Top of Source material
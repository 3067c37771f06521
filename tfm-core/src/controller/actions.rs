// tfm-core/src/controller/actions.rs

/// A high-level command, independent of whether it came from a key or a
/// clicked status-bar hint.
#[derive(Debug, Clone, Copy, PartialEq, Eq, Hash)]
pub enum Action {
    Quit,

    /// Tab: tree → drives → shortcuts.
    CycleFocus,

    MoveSelectionUp,
    MoveSelectionDown,

    /// Enter / Right: enter directory, open shortcut, open or mount drive.
    Activate,

    /// Left: parent directory (tree panel only).
    GoToParent,

    Delete,
    CreateEntry,
    Edit,
    Copy,
    Cut,
    Paste,
    Rename,
    RunCommand,

    Search,
    ClearSearch,
    ToggleHidden,

    /// Unmount the selected drive (drives panel only).
    Unmount,

    CheckForUpdate,
}

impl Action {
    /// Tree-panel operations that act on the selected entry or working
    /// directory.
    #[must_use]
    pub const fn needs_tree_focus(self) -> bool {
        matches!(
            self,
            Self::Delete
                | Self::CreateEntry
                | Self::Edit
                | Self::Copy
                | Self::Cut
                | Self::Paste
                | Self::Rename
                | Self::RunCommand
        )
    }
}
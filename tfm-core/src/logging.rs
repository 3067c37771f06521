//! ``src/logging.rs``
//! ============================================================================
//! # `Logger`: tracing setup
//!
//! Installs the global subscriber: an `EnvFilter` plus a daily rolling,
//! non-blocking file writer with a compact `[SEQ] LEVEL [file:line module]`
//! line format. The terminal is left alone while the TUI owns it.

use std::{
    fs,
    path::Path,
    sync::OnceLock,
    sync::atomic::{AtomicUsize, Ordering},
};

use tracing::Metadata;
use tracing_appender::{
    non_blocking::{NonBlocking, WorkerGuard},
    rolling::{RollingFileAppender, daily},
};
use tracing_subscriber::{
    EnvFilter,
    fmt::{
        self, FmtContext,
        format::{FormatEvent, FormatFields, Writer},
    },
    prelude::*,
};

use crate::error::AppError;

pub struct Logger;

impl Logger {
    /// Call **once** near the start of `main`, before the terminal is taken over.
    ///
    /// Everything goes to a daily rolling file under `log_dir`; nothing is
    /// written to stderr while the TUI owns the screen. The returned guard
    /// must live until exit so buffered lines get flushed.
    pub fn init_tracing(log_dir: &Path, default_level: &str) -> Result<WorkerGuard, AppError> {
        fs::create_dir_all(log_dir)?;

        SEQ.get_or_init(|| AtomicUsize::new(1));

        // daily rolling file appender → <log_dir>/tfm.YYYY-MM-DD
        let file: RollingFileAppender = daily(log_dir, "tfm");
        let (writer, guard): (NonBlocking, WorkerGuard) = tracing_appender::non_blocking(file);

        let filter = EnvFilter::try_from_default_env()
            .or_else(|_| EnvFilter::try_new(default_level))
            .unwrap_or_else(|_| EnvFilter::new("info"));

        let file_layer = fmt::layer()
            .event_format(SeqFileMod) // our compact formatter
            .with_writer(writer)
            .with_ansi(false)
            .with_filter(filter);

        tracing_subscriber::registry()
            .with(file_layer)
            .try_init()
            .map_err(|e| AppError::Other(format!("tracing already initialised: {e}")))?;

        Ok(guard)
    }
}

static SEQ: OnceLock<AtomicUsize> = OnceLock::new();

/// Custom formatter: `[SEQ] LEVEL [file:line mod::path] message`
struct SeqFileMod;

impl<S, N> FormatEvent<S, N> for SeqFileMod
where
    S: tracing::Subscriber + for<'lookup> tracing_subscriber::registry::LookupSpan<'lookup>,
    N: for<'a> FormatFields<'a> + 'static,
{
    fn format_event(
        &self,
        ctx: &FmtContext<'_, S, N>,
        mut w: Writer<'_>,
        ev: &tracing::Event<'_>,
    ) -> std::fmt::Result {
        // monotonically‑increasing sequence number
        let seq: usize = SEQ
            .get()
            .map_or(0, |seq| seq.fetch_add(1, Ordering::Relaxed));

        let meta: &'static Metadata<'static> = ev.metadata();
        write!(
            w,
            "{seq:06} {} {:5} [{}:{} {}] ",
            chrono::Local::now().format("%H:%M:%S%.3f"),
            meta.level(),
            meta.file().unwrap_or("??"),
            meta.line().unwrap_or(0),
            meta.module_path().unwrap_or("???"),
        )?;

        // write all key‑value pairs for this event (usually just the message)
        ctx.field_format().format_fields(w.by_ref(), ev)?;
        writeln!(w)
    }
}
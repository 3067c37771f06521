//! ``src/drives/drive.rs``
//!
//! Block-device partitions as reported by `lsblk -J`.

use compact_str::CompactString;
use serde::Deserialize;

use crate::error::AppError;

/// One mountable partition.
#[derive(Debug, Clone, PartialEq, Eq)]
pub struct Drive {
    pub name: CompactString,
    pub dev_type: CompactString,
    pub size: u64,
    pub mountpoint: Option<String>,
    pub label: Option<String>,
    pub model: Option<String>,
}

impl Drive {
    #[inline]
    #[must_use]
    pub fn is_mounted(&self) -> bool {
        self.mountpoint.as_deref().is_some_and(|m| !m.is_empty())
    }

    /// Label, else model, else device name.
    #[must_use]
    pub fn display_name(&self) -> &str {
        [self.label.as_deref(), self.model.as_deref()]
            .into_iter()
            .flatten()
            .map(str::trim)
            .find(|s| !s.is_empty())
            .unwrap_or(&self.name)
    }

    #[must_use]
    pub fn device_path(&self) -> String {
        format!("/dev/{}", self.name)
    }
}

// ------------------------------------------------------------
// lsblk JSON
// ------------------------------------------------------------

#[derive(Debug, Deserialize)]
struct LsblkOutput {
    #[serde(default)]
    blockdevices: Vec<LsblkDevice>,
}

#[derive(Debug, Deserialize)]
struct LsblkDevice {
    name: CompactString,
    #[serde(rename = "type", default)]
    dev_type: CompactString,
    #[serde(default)]
    size: Option<SizeField>,
    #[serde(default)]
    mountpoint: Option<String>,
    #[serde(default)]
    label: Option<String>,
    #[serde(default)]
    model: Option<String>,
    #[serde(default)]
    children: Vec<LsblkDevice>,
}

/// Older `lsblk` releases print `-b` sizes as strings.
#[derive(Debug, Deserialize)]
#[serde(untagged)]
enum SizeField {
    Number(u64),
    Text(String),
}

impl SizeField {
    fn bytes(&self) -> u64 {
        match self {
            Self::Number(n) => *n,
            Self::Text(s) => s.trim().parse().unwrap_or(0),
        }
    }
}

impl From<LsblkDevice> for Drive {
    fn from(dev: LsblkDevice) -> Self {
        Self {
            size: dev.size.as_ref().map_or(0, SizeField::bytes),
            name: dev.name,
            dev_type: dev.dev_type,
            mountpoint: dev.mountpoint.filter(|m| !m.is_empty()),
            label: dev.label,
            model: dev.model,
        }
    }
}

/// Partitions (`part`/`loop`) of top-level `disk`/`loop` devices, sorted by
/// device name.
pub fn parse_lsblk(json: &str) -> Result<Vec<Drive>, AppError> {
    let output: LsblkOutput = serde_json::from_str(json)?;

    let mut drives: Vec<Drive> = output
        .blockdevices
        .into_iter()
        .filter(|dev| matches!(dev.dev_type.as_str(), "disk" | "loop"))
        .flat_map(|dev| dev.children)
        .filter(|part| matches!(part.dev_type.as_str(), "part" | "loop"))
        .map(Drive::from)
        .collect();

    drives.sort_by(|a, b| a.name.cmp(&b.name));
    Ok(drives)
}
Bottom of Source material
**Activity**
Please copy out every line in the listing that has the string "AtomicUsize".

**Solution to this task**
    sync::atomic::{AtomicUsize, Ordering},
        SEQ.get_or_init(|| AtomicUsize::new(1));
static SEQ: OnceLock<AtomicUsize> = OnceLock::new();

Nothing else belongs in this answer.